- EXERCISE MATERIALS:
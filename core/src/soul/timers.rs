//! Keyed one-shot timers on a virtual clock

use serde::Serialize;
use smallvec::SmallVec;
use std::time::Duration;

/// Concern a pending timer belongs to; at most one timer per key is live
#[derive(Debug, Clone, Copy, PartialEq, Eq, Hash, PartialOrd, Ord, Serialize)]
#[serde(rename_all = "snake_case")]
pub enum TimerKey {
    /// Return to idle after an update or bulk-replace reaction
    EmotionReversion,
    /// Switch from proud to happy after a discovery
    DiscoveryAnnouncement,
    /// Next idle/sleepy toggle
    Breathing,
}

#[derive(Debug, Clone, Copy, PartialEq, Eq)]
struct Pending {
    key: TimerKey,
    deadline: Duration,
}

#[derive(Debug, Clone, Default)]
pub struct TimerQueue {
    pending: SmallVec<[Pending; 3]>,
}

impl TimerQueue {
    pub fn new() -> Self {
        Self::default()
    }

    /// Schedule `key` at `deadline`, replacing any pending timer for that key
    ///
    /// Returns true if a pending timer was replaced.
    pub fn schedule(&mut self, key: TimerKey, deadline: Duration) -> bool {
        let replaced = self.cancel(key);
        self.pending.push(Pending { key, deadline });
        replaced
    }

    /// Returns true if a pending timer was removed
    pub fn cancel(&mut self, key: TimerKey) -> bool {
        let before = self.pending.len();
        self.pending.retain(|p| p.key != key);
        self.pending.len() != before
    }

    pub fn deadline(&self, key: TimerKey) -> Option<Duration> {
        self.pending
            .iter()
            .find(|p| p.key == key)
            .map(|p| p.deadline)
    }

    /// Earliest deadline of any pending timer
    pub fn next_deadline(&self) -> Option<Duration> {
        self.pending.iter().map(|p| p.deadline).min()
    }

    /// Remove and return the earliest timer due at or before `now`
    ///
    /// Equal deadlines pop in key order.
    pub fn pop_due(&mut self, now: Duration) -> Option<(TimerKey, Duration)> {
        let (index, due) = self
            .pending
            .iter()
            .enumerate()
            .filter(|(_, p)| p.deadline <= now)
            .min_by_key(|(_, p)| (p.deadline, p.key))?;
        let due = *due;
        self.pending.remove(index);
        Some((due.key, due.deadline))
    }

    pub fn len(&self) -> usize {
        self.pending.len()
    }

    pub fn is_empty(&self) -> bool {
        self.pending.is_empty()
    }
}
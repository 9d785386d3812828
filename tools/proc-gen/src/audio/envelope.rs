//! Gain envelope
//!
//! Cues fade with an exponential ramp from a start gain to an end gain over
//! the whole buffer, the curve Web Audio calls `exponentialRampToValueAtTime`.

/// `start * (end / start)^t` for `t` from 0 to 1 over the buffer
#[derive(Debug, Clone, Copy, PartialEq)]
pub struct Envelope {
    start: f32,
    end: f32,
}

impl Envelope {
    /// Exponential ramp; both gains are kept strictly positive
    pub fn exponential(start: f32, end: f32) -> Self {
        const FLOOR: f32 = 1e-4;
        Self {
            start: start.max(FLOOR),
            end: end.max(FLOOR),
        }
    }

    /// Gain at normalized position `t` in `0.0..=1.0`
    pub fn gain_at(&self, t: f32) -> f32 {
        self.start * (self.end / self.start).powf(t.clamp(0.0, 1.0))
    }

    /// Scale `samples` in place, first sample at `start`, last at `end`
    pub fn apply(&self, samples: &mut [f32]) {
        let last = samples.len().saturating_sub(1).max(1) as f32;
        for (i, sample) in samples.iter_mut().enumerate() {
            *sample *= self.gain_at(i as f32 / last);
        }
    }
}

#[cfg(test)]
mod tests {
    use super::*;

    fn curve(env: Envelope, len: usize) -> Vec<f32> {
        let mut samples = vec![1.0; len];
        env.apply(&mut samples);
        samples
    }

    #[test]
    fn test_exponential_endpoints() {
        let gains = curve(Envelope::exponential(0.1, 0.01), 6615);
        assert!((gains[0] - 0.1).abs() < 1e-6);
        assert!((gains.last().unwrap() - 0.01).abs() < 1e-5);
    }

    #[test]
    fn test_exponential_is_monotonic() {
        let gains = curve(Envelope::exponential(0.2, 0.01), 17640);
        assert!(gains.windows(2).all(|w| w[1] <= w[0]));
    }

    #[test]
    fn test_exponential_midpoint_is_geometric_mean() {
        let env = Envelope::exponential(0.1, 0.01);
        let mid = env.gain_at(0.5);
        assert!((mid - (0.1f32 * 0.01).sqrt()).abs() < 1e-6);
    }

    #[test]
    fn test_exponential_rejects_zero() {
        let env = Envelope::exponential(0.0, 0.0);
        assert!(env.gain_at(0.0) > 0.0);
        assert!(env.gain_at(1.0).is_finite());
    }

    #[test]
    fn test_flat_ramp_keeps_signal() {
        let mut samples = vec![1.0, -1.0, 0.5];
        Envelope::exponential(0.5, 0.5).apply(&mut samples);
        for (got, want) in samples.iter().zip([0.5, -0.5, 0.25]) {
            assert!((got - want).abs() < 1e-6);
        }
    }

    #[test]
    fn test_empty_samples() {
        let mut samples: Vec<f32> = vec![];
        Envelope::exponential(0.1, 0.01).apply(&mut samples);
        assert!(samples.is_empty());
    }
}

- WHAT THIS TASK INVOLVES: Where a line of the data includes the string "buffer", list that line.

- TASK RESPONSE:
//! the whole buffer, the curve Web Audio calls `exponentialRampToValueAtTime`.
/// `start * (end / start)^t` for `t` from 0 to 1 over the buffer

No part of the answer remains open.